I mused on them while I sat in the coffee shop and watched a certain little lady walk by (for those who recognise the reference, I really was sitting in a coffee shop, not leaning on a lamp post.)

1. Among my bag of sundry neuroses there is one which I never really thought of as a neurosis before. I’d go so far as to suggest that it’s on the level of a phobia, and might well be recognised and have a name something like ‘geriatriphobia’ (which Word doesn’t think is a word but that hardly proves anything.) The fact is that I have a horror of old people. I find them repulsive and go to some lengths to avoid being near them. (At this point the normal response to such an outlandish statement would be: ‘It’s wrong to think like that,’ and my reply would be ‘I don’t think like that. It’s how I feel. Thoughts are generally quite obedient phenomena and mostly prepared to listen to reason. Feelings, on the other hand, are wild creatures which come and go in accordance with their own will and take orders from nothing and nobody.’) But to continue: The problem with suffering from geriatriphobia is that it affects the sense of self as you grow remorselessly towards the state of agedness. It’s why I now try to keep some distance between me and certain other people, partly to protect them from suffering nauseating attacks of repulsion, and partly to avoid my own descent into self-loathing.

2. I try never to wish harm to anyone no matter what they’ve done. I’m not always successful, but I do try. I suspect the wishing of harm probably damages whatever part of us survives physical death – if anything does – and is therefore counterproductive. The desire for revenge is also, or so it seems to me, a product of the lower mind and unfit for those who aspire to exist on a better level.

3. I find frilly lingerie a complete turn-off. There’s a shop window full of the stuff opposite the coffee shop in Ashbourne, and I sometimes spend several minutes staring at it and wondering what it’s there for.

4. In similar vein, I could write copious amounts on the connection – or lack thereof – between love, sex and romance. Unfortunately it would involve imposing a level of effort on my typing fingers to which I’m not prepared to subject them.
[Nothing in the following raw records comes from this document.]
//! LLM request/response types

use serde::{Deserialize, Serialize};

/// Chat-style generation request
///
/// Unset sampling options fall back to the backend's configured defaults.
#[derive(Debug, Clone, Default, Serialize, Deserialize)]
pub struct GenerateRequest {
    pub messages: Vec<Message>,
    #[serde(skip_serializing_if = "Option::is_none")]
    pub max_tokens: Option<u32>,
    /// Clamped to 0.0..=2.0
    #[serde(skip_serializing_if = "Option::is_none")]
    pub temperature: Option<f32>,
}

impl GenerateRequest {
    /// Request opening with a system prompt
    pub fn new(system_prompt: impl Into<String>) -> Self {
        Self {
            messages: vec![Message::new(Role::System, system_prompt)],
            ..Default::default()
        }
    }

    pub fn with_user_message(mut self, content: impl Into<String>) -> Self {
        self.messages.push(Message::new(Role::User, content));
        self
    }

    pub fn with_max_tokens(mut self, max_tokens: u32) -> Self {
        self.max_tokens = Some(max_tokens);
        self
    }

    pub fn with_temperature(mut self, temperature: f32) -> Self {
        self.temperature = Some(temperature.clamp(0.0, 2.0));
        self
    }
}

#[derive(Debug, Clone, PartialEq, Serialize, Deserialize)]
pub struct Message {
    pub role: Role,
    pub content: String,
}

impl Message {
    pub fn new(role: Role, content: impl Into<String>) -> Self {
        Self {
            role,
            content: content.into(),
        }
    }
}

#[derive(Debug, Clone, Copy, PartialEq, Eq, Serialize, Deserialize)]
#[serde(rename_all = "lowercase")]
pub enum Role {
    System,
    User,
    Assistant,
}

impl Role {
    /// Wire name used by chat APIs
    pub fn as_str(&self) -> &'static str {
        match self {
            Role::System => "system",
            Role::User => "user",
            Role::Assistant => "assistant",
        }
    }
}

/// LLM generation response
#[derive(Debug, Clone, Serialize, Deserialize)]
pub struct GenerateResponse {
    pub text: String,
    pub finish_reason: FinishReason,
    #[serde(skip_serializing_if = "Option::is_none")]
    pub usage: Option<TokenUsage>,
}

impl GenerateResponse {
    pub fn new(text: impl Into<String>) -> Self {
        Self {
            text: text.into(),
            finish_reason: FinishReason::Stop,
            usage: None,
        }
    }
}

/// Why generation stopped
#[derive(Debug, Clone, Copy, PartialEq, Eq, Serialize, Deserialize)]
#[serde(rename_all = "snake_case")]
pub enum FinishReason {
    Stop,
    Length,
}

/// Token accounting reported by the backend
#[derive(Debug, Clone, Copy, Default, Serialize, Deserialize)]
pub struct TokenUsage {
    pub prompt_tokens: u32,
    pub completion_tokens: u32,
    pub total_tokens: u32,
}

#[cfg(test)]
mod tests {
    use super::*;

    #[test]
    fn test_request_builder() {
        let request = GenerateRequest::new("system")
            .with_user_message("두통")
            .with_max_tokens(2500)
            .with_temperature(5.0);
        assert_eq!(request.messages.len(), 2);
        assert_eq!(request.messages[1].role, Role::User);
        assert_eq!(request.max_tokens, Some(2500));
        assert_eq!(request.temperature, Some(2.0));
    }

    #[test]
    fn test_role_serialization() {
        let json = serde_json::to_string(&Message::new(Role::Assistant, "ok")).unwrap();
        assert!(json.contains("\"assistant\""));
        assert_eq!(Role::System.as_str(), "system");
    }
}
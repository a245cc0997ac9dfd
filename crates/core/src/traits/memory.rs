//! Session memory and response cache traits

use async_trait::async_trait;
use chrono::{DateTime, Utc};
use serde::{Deserialize, Serialize};
use std::time::Duration;

use crate::{ConversationTurn, Result, ScoredCandidate};

/// Per-session conversation history
///
/// Sessions are independent; implementations key all state by session id.
#[async_trait]
pub trait SessionMemoryStore: Send + Sync + 'static {
    /// Most recent `limit` turns, oldest first
    async fn get(&self, session_id: &str, limit: usize) -> Result<Vec<ConversationTurn>>;

    /// Append a turn and return the session's turn count
    async fn append(&self, session_id: &str, turn: ConversationTurn) -> Result<usize>;

    async fn clear(&self, session_id: &str) -> Result<()>;

    async fn turn_count(&self, session_id: &str) -> Result<usize>;
}

/// Response stored for a repeated query
#[derive(Debug, Clone, Serialize, Deserialize)]
pub struct CachedResponse {
    pub narrative: Option<String>,
    pub candidates: Vec<ScoredCandidate>,
    #[serde(default)]
    pub diseases: Vec<ScoredCandidate>,
    pub cached_at: DateTime<Utc>,
}

/// Response-level cache keyed by an opaque string
#[async_trait]
pub trait ResponseCache: Send + Sync + 'static {
    async fn get(&self, key: &str) -> Result<Option<CachedResponse>>;

    async fn put(&self, key: &str, value: CachedResponse, ttl: Duration) -> Result<()>;
}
Suffice it to say that I’m not at all sure that I’ve ever felt love for an adult human. Romances aplenty have come and gone, but that’s not the same thing at all. And one of the deep undercurrents of my odd perceptions is the notion that sex is fundamentally sordid.

5. And also in similar vein, I don’t understand why Dr House continues to pursue Lisa Cuddy. She’s far too blousy and tight-skirted for a man of oddly refined tastes. (I suppose it means that Dr House is not such a man.) As for me, I find surface glamour cheap and something to be avoided rather than pursued. I’m a dyed-in-the-wool Hermione Granger man and always have been.

They were the ones which dropped off the top of my head in the coffee shop. There are plenty more. Right now it’s time for my nightly conversation with the bats (Not that it’s quite a conversation I admit, but you know what I mean.)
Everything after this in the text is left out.